◆ Record excerpts:
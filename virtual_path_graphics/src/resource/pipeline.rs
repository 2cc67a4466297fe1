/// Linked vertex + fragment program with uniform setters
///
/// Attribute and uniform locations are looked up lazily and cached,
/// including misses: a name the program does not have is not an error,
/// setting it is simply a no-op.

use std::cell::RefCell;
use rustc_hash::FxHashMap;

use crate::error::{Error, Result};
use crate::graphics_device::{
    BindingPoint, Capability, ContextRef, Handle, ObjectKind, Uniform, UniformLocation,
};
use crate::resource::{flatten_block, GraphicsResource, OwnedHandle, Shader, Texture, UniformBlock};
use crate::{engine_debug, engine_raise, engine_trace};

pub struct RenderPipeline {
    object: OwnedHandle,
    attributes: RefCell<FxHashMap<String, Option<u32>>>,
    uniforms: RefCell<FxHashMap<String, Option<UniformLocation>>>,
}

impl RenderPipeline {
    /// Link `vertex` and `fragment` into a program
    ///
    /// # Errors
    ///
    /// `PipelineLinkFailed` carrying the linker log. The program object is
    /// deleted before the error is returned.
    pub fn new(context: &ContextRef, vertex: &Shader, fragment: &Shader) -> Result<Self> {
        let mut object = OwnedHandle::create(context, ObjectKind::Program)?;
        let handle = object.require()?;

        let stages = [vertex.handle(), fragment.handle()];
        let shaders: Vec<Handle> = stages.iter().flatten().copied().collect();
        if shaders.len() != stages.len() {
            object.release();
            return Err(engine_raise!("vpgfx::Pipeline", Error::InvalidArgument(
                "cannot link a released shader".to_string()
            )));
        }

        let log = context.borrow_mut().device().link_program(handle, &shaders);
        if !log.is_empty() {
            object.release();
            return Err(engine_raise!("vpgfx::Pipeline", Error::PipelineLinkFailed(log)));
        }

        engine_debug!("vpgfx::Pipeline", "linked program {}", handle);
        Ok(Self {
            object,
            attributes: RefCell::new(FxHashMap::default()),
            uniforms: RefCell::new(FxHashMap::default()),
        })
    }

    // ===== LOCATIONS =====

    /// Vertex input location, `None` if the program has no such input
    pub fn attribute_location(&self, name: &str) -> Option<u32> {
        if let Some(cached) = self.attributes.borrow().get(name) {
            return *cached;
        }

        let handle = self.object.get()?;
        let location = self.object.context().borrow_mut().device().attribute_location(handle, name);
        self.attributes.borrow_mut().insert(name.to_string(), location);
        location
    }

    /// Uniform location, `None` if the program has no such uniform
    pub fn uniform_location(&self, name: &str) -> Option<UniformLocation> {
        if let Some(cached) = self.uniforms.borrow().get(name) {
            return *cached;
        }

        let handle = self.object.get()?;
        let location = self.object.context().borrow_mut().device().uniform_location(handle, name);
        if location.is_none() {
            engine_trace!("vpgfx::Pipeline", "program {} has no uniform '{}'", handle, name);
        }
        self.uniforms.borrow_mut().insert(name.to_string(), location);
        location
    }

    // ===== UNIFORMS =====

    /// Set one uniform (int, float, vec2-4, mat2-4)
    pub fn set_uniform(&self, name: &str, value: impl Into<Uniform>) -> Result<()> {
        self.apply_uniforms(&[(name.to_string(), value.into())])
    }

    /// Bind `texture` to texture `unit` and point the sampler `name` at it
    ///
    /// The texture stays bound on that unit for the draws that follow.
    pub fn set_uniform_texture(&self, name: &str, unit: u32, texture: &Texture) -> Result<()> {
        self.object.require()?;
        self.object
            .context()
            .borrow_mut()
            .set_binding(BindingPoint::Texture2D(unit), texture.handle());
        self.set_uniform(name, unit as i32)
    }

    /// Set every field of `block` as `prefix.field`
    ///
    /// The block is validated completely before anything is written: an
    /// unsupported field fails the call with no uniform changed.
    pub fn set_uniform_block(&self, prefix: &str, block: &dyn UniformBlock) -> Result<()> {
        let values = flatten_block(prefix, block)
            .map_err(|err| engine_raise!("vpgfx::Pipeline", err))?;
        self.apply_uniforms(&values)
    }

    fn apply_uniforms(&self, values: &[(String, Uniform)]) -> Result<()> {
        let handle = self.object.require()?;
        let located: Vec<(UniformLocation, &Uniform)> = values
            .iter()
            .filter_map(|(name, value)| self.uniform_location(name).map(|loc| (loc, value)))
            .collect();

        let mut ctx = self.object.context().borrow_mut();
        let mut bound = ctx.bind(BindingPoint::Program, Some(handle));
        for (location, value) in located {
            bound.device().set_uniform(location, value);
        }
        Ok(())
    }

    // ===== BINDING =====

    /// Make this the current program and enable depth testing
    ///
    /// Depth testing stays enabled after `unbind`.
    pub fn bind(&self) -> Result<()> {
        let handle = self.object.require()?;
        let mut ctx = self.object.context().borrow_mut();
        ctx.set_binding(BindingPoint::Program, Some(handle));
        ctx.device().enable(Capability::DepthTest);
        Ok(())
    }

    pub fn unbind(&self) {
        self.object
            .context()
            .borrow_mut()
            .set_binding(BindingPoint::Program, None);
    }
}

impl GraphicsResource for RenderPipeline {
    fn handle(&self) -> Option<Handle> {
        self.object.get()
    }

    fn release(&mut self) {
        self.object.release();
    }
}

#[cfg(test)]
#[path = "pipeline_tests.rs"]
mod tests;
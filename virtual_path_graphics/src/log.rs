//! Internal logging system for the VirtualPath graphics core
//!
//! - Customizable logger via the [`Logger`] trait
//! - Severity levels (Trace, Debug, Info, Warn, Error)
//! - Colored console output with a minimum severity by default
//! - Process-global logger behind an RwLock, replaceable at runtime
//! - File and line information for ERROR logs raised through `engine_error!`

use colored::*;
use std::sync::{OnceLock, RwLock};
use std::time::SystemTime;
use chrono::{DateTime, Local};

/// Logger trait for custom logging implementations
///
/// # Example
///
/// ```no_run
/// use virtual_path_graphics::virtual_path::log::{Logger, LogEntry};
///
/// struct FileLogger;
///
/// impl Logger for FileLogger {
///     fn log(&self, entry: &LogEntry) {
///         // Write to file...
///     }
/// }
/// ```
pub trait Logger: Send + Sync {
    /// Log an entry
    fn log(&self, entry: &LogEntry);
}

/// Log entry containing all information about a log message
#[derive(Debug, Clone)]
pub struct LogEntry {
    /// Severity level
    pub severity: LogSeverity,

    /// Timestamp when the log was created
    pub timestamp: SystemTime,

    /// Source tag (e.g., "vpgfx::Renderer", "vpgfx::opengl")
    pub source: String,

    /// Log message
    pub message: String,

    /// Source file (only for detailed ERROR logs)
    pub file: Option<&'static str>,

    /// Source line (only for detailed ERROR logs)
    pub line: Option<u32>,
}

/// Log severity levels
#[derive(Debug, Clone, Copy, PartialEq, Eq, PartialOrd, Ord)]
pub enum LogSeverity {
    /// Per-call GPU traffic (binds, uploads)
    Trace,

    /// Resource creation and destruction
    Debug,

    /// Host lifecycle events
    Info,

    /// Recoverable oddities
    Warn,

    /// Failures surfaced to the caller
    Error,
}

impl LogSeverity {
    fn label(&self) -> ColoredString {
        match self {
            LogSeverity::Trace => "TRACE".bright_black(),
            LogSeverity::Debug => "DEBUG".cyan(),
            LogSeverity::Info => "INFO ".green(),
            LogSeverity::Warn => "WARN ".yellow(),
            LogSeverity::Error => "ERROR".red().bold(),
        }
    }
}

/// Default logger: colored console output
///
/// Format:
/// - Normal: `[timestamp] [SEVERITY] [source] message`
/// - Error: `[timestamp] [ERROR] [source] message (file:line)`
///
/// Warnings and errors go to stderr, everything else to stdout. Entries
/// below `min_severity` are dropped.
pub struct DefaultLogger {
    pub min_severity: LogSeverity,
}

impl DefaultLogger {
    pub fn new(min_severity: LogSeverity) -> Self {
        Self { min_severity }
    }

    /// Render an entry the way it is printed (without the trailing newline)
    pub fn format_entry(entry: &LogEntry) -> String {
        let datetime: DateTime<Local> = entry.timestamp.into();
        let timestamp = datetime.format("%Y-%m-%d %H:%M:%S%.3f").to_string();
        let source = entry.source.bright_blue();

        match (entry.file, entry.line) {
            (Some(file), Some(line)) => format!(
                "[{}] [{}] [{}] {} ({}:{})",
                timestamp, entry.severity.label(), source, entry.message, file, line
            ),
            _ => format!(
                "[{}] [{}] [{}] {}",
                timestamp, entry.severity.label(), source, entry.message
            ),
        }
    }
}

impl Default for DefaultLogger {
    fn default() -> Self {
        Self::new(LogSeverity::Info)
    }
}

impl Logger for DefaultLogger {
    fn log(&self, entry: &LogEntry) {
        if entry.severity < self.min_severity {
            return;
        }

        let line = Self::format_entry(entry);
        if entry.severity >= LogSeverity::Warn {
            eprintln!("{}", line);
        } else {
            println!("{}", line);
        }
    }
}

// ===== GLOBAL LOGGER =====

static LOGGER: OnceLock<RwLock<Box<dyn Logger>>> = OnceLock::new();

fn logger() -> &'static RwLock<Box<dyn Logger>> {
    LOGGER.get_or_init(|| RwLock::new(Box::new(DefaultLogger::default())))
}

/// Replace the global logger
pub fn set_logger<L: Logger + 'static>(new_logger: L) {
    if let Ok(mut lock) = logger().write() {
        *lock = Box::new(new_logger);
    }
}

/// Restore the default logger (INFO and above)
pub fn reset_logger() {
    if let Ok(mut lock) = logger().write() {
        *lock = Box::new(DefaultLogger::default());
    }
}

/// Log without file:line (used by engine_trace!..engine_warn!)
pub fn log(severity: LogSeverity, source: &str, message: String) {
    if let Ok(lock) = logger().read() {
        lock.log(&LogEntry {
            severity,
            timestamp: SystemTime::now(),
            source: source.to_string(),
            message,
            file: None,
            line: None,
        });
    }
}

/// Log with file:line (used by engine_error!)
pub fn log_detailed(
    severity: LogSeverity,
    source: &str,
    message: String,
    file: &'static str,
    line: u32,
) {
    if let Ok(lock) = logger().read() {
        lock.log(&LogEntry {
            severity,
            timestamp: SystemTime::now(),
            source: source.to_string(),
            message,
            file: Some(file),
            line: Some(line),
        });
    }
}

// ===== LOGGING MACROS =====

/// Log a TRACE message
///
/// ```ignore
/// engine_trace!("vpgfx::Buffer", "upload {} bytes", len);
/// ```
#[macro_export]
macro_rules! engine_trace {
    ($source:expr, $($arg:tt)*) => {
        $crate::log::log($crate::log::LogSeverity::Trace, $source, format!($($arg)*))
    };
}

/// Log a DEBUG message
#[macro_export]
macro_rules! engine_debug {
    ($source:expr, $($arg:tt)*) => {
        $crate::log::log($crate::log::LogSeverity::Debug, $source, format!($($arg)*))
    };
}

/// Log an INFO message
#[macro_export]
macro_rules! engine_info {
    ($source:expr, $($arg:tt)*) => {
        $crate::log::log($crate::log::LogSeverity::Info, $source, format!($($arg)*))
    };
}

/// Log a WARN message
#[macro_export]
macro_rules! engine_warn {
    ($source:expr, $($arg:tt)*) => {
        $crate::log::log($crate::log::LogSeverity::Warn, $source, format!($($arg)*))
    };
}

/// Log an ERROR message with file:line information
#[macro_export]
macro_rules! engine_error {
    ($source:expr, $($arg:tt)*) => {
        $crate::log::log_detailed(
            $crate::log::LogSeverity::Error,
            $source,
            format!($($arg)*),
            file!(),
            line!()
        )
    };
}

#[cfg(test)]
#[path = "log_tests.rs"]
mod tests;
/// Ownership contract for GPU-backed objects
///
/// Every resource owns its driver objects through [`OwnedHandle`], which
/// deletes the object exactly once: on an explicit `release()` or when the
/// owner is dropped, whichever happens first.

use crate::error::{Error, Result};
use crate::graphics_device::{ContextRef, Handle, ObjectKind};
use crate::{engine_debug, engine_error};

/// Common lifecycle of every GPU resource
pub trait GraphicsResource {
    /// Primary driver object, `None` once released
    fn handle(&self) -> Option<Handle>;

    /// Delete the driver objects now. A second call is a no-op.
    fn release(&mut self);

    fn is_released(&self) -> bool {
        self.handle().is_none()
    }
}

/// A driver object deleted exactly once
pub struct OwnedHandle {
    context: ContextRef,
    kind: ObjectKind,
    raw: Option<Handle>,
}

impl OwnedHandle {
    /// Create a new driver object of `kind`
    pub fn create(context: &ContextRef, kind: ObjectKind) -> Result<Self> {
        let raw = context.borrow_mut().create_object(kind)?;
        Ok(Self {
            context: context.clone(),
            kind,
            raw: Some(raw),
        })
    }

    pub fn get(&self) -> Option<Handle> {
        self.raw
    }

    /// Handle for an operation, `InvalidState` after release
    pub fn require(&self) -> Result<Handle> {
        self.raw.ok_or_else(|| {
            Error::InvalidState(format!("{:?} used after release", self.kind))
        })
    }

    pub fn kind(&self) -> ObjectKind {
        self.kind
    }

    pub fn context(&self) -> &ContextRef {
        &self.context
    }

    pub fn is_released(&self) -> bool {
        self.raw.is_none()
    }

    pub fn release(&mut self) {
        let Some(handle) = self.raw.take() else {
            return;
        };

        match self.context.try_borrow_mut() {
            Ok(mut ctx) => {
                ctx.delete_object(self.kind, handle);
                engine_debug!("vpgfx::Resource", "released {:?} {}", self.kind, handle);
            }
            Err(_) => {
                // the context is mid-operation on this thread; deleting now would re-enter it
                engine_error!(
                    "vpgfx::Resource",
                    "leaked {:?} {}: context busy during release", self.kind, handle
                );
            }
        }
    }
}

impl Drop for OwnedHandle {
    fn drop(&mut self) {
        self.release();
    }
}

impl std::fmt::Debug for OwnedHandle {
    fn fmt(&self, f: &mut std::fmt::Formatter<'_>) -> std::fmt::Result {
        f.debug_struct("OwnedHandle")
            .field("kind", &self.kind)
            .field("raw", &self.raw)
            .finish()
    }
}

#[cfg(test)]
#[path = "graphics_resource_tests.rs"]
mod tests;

◆ What is expected: Scan the records above for the string "dropped", then copy each line where it turns up.

◆ Expected output:
/// below `min_severity` are dropped.
/// owner is dropped, whichever happens first.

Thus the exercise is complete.